Atzacan, Ver.– La corrida de toros realizada el domingo durante las fiestas patronales terminó en un escándalo que puso en evidencia la falta de autoridad del presidente municipal, Raymundo Israel Solano Jiménez, luego de que se permitiera el sacrificio de un novillo pese a existir un acuerdo previo que lo prohibía.
El evento, autorizado, promovido y cobrado por el propio Ayuntamiento, se salió de control cuando el rejoneador Emiliano Gamero llevó la faena hasta la muerte del animal sin que ninguna autoridad interviniera para detenerlo. Aunque el alcalde aseguró posteriormente que el torero actuó de manera unilateral, la omisión de su administración dejó claro que no hubo capacidad para hacer cumplir las condiciones establecidas.

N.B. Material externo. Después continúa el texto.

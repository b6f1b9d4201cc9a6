//! Property-based tests using proptest.
//!
//! These tests verify invariants that should hold for all inputs,
//! helping catch edge cases that unit tests might miss.

use coordination_engine::codec::{compute_content_hash, maybe_decompress, Codec, JsonCodec};
use coordination_engine::queue::{parse_sequence_key, sequence_key};
use coordination_engine::store::stream::compare_stream_ids;
use coordination_engine::store::KeyRange;
use proptest::prelude::*;
use std::cmp::Ordering;
use std::ops::Bound;

fn bound() -> impl Strategy<Value = Bound<String>> {
    prop_oneof![
        Just(Bound::Unbounded),
        "[a-e]{0,3}".prop_map(Bound::Included),
        "[a-e]{0,3}".prop_map(Bound::Excluded),
    ]
}

fn key_range() -> impl Strategy<Value = KeyRange> {
    (bound(), bound()).prop_map(|(lower, upper)| KeyRange::new(lower, upper))
}

// =============================================================================
// Sequence Key Properties
// =============================================================================

proptest! {
    /// Lexicographic order of sequence keys is numeric order
    #[test]
    fn sequence_key_preserves_order(a in 0i64..i64::MAX, b in 0i64..i64::MAX) {
        prop_assert_eq!(sequence_key(a).cmp(&sequence_key(b)), a.cmp(&b));
    }

    /// Every sequence key parses back to its number
    #[test]
    fn sequence_key_parses_back(n in 0i64..i64::MAX) {
        let key = sequence_key(n);
        prop_assert_eq!(key.len(), 20);
        prop_assert_eq!(parse_sequence_key(&key), Some(n));
    }

    /// Parsing never panics, and only canonical keys parse
    #[test]
    fn parse_sequence_key_accepts_only_canonical(s in "\\PC{0,24}") {
        if let Some(n) = parse_sequence_key(&s) {
            prop_assert_eq!(sequence_key(n), s);
        }
    }
}

// =============================================================================
// Codec Properties
// =============================================================================

proptest! {
    /// Decoding an encoded value yields the value, compressed or not
    #[test]
    fn codec_decodes_what_it_encodes(value in "\\PC{0,512}", threshold in 0usize..256) {
        for codec in [JsonCodec::<String>::new(), JsonCodec::with_compression(threshold)] {
            let encoded = codec.encode(&value).unwrap();
            prop_assert_eq!(codec.decode(&encoded.bytes).unwrap(), value.clone());
        }
    }

    /// The content hash depends on the value, not on compression
    #[test]
    fn content_hash_ignores_compression(value in "\\PC{0,512}") {
        let plain = JsonCodec::<String>::new().encode(&value).unwrap();
        let packed = JsonCodec::<String>::with_compression(0).encode(&value).unwrap();
        prop_assert_eq!(&plain.hash, &packed.hash);
        prop_assert_eq!(plain.hash.len(), 64);
    }

    /// Distinct values get distinct hashes
    #[test]
    fn content_hash_distinguishes_values(a in "\\PC{0,64}", b in "\\PC{0,64}") {
        prop_assume!(a != b);
        prop_assert_ne!(compute_content_hash(a.as_bytes()), compute_content_hash(b.as_bytes()));
    }

    /// Non-zstd bytes pass through untouched
    #[test]
    fn maybe_decompress_passes_plain_data(data in prop::collection::vec(any::<u8>(), 0..256)) {
        prop_assume!(data.len() < 4 || data[..4] != [0x28, 0xB5, 0x2F, 0xFD]);
        prop_assert_eq!(maybe_decompress(&data).unwrap(), data);
    }

    /// Decoding arbitrary bytes never panics
    #[test]
    fn decode_arbitrary_bytes_no_panic(data in prop::collection::vec(any::<u8>(), 0..256)) {
        let _ = JsonCodec::<serde_json::Value>::new().decode(&data);
    }
}

// =============================================================================
// Key Range Properties
// =============================================================================

proptest! {
    /// Empty ranges contain no key
    #[test]
    fn empty_range_contains_nothing(range in key_range(), key in "[a-e]{0,4}") {
        if range.is_empty() {
            prop_assert!(!range.contains(&key));
        }
    }

    /// `after(k)` keeps exactly the keys of the range above k
    #[test]
    fn after_is_range_above_key(range in key_range(), mark in "[a-e]{0,3}", key in "[a-e]{0,4}") {
        let expected = range.contains(&key) && key > mark;
        prop_assert_eq!(range.after(&mark).contains(&key), expected);
    }

    /// `after(k)` only ever narrows
    #[test]
    fn after_is_within_range(range in key_range(), mark in "[a-e]{0,3}") {
        prop_assert!(range.after(&mark).is_within(&range));
    }

    /// A range within another only holds keys the outer one holds
    #[test]
    fn within_implies_containment(inner in key_range(), outer in key_range(), key in "[a-e]{0,4}") {
        if inner.is_within(&outer) && inner.contains(&key) {
            prop_assert!(outer.contains(&key));
        }
    }

    /// Every range lies within the whole key space and within itself
    #[test]
    fn within_is_reflexive(range in key_range()) {
        prop_assert!(range.is_within(&range));
        prop_assert!(range.is_within(&KeyRange::all()));
    }
}

// =============================================================================
// Stream ID Comparison Properties
// =============================================================================

proptest! {
    /// Stream ID comparison is reflexive: a == a
    #[test]
    fn stream_id_comparison_reflexive(ts in 0u64..u64::MAX, seq in 0u64..1000u64) {
        let id = format!("{}-{}", ts, seq);
        prop_assert_eq!(compare_stream_ids(&id, &id), Ordering::Equal);
    }

    /// Stream ID comparison is antisymmetric: if a < b then b > a
    #[test]
    fn stream_id_comparison_antisymmetric(a in "\\PC{0,24}", b in "\\PC{0,24}") {
        prop_assert_eq!(compare_stream_ids(&a, &b).reverse(), compare_stream_ids(&b, &a));
    }

    /// Timestamp dominates, sequence breaks ties
    #[test]
    fn stream_id_orders_like_tuples(
        ts1 in 0u64..1_000_000_000_000u64,
        seq1 in 0u64..1000u64,
        ts2 in 0u64..1_000_000_000_000u64,
        seq2 in 0u64..1000u64,
    ) {
        let id1 = format!("{}-{}", ts1, seq1);
        let id2 = format!("{}-{}", ts2, seq2);
        prop_assert_eq!(compare_stream_ids(&id1, &id2), (ts1, seq1).cmp(&(ts2, seq2)));
    }
}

La situación escaló tras la lidia, cuando elementos policiacos intentaron detener al torero, provocando la reacción de los asistentes, quienes entre empujones y reclamos impidieron su aseguramiento, evidenciando la falta de control del gobierno municipal ante una multitud.
Posteriormente, el Ayuntamiento acudió a la Fiscalía para presentar denuncias contra el torero y la empresa organizadora, Servicios Taurinos Ortega Almanza Hermanos, encabezada por Rubén Ortega Blancas, en un intento tardío por deslindar responsabilidades.
El caso ha generado señalamientos por posibles violaciones a la normativa de protección animal y al contrato firmado; sin embargo, para amplios sectores de la población, el problema central recae en la autoridad municipal.
Más allá del debate sobre la tauromaquia, lo ocurrido deja un mensaje contundente pues el gobierno local de Atzacan, autorizó, pero no controló; impone reglas, pero no las hace valer; y actúa únicamente cuando los hechos ya están consumados.
La corrida del pasado 26 de abril no solo desató polémica, sino que exhibió a un Ayuntamiento rebasado por sus propias decisiones, incapaz de sostener su autoridad en el momento en que más se requería.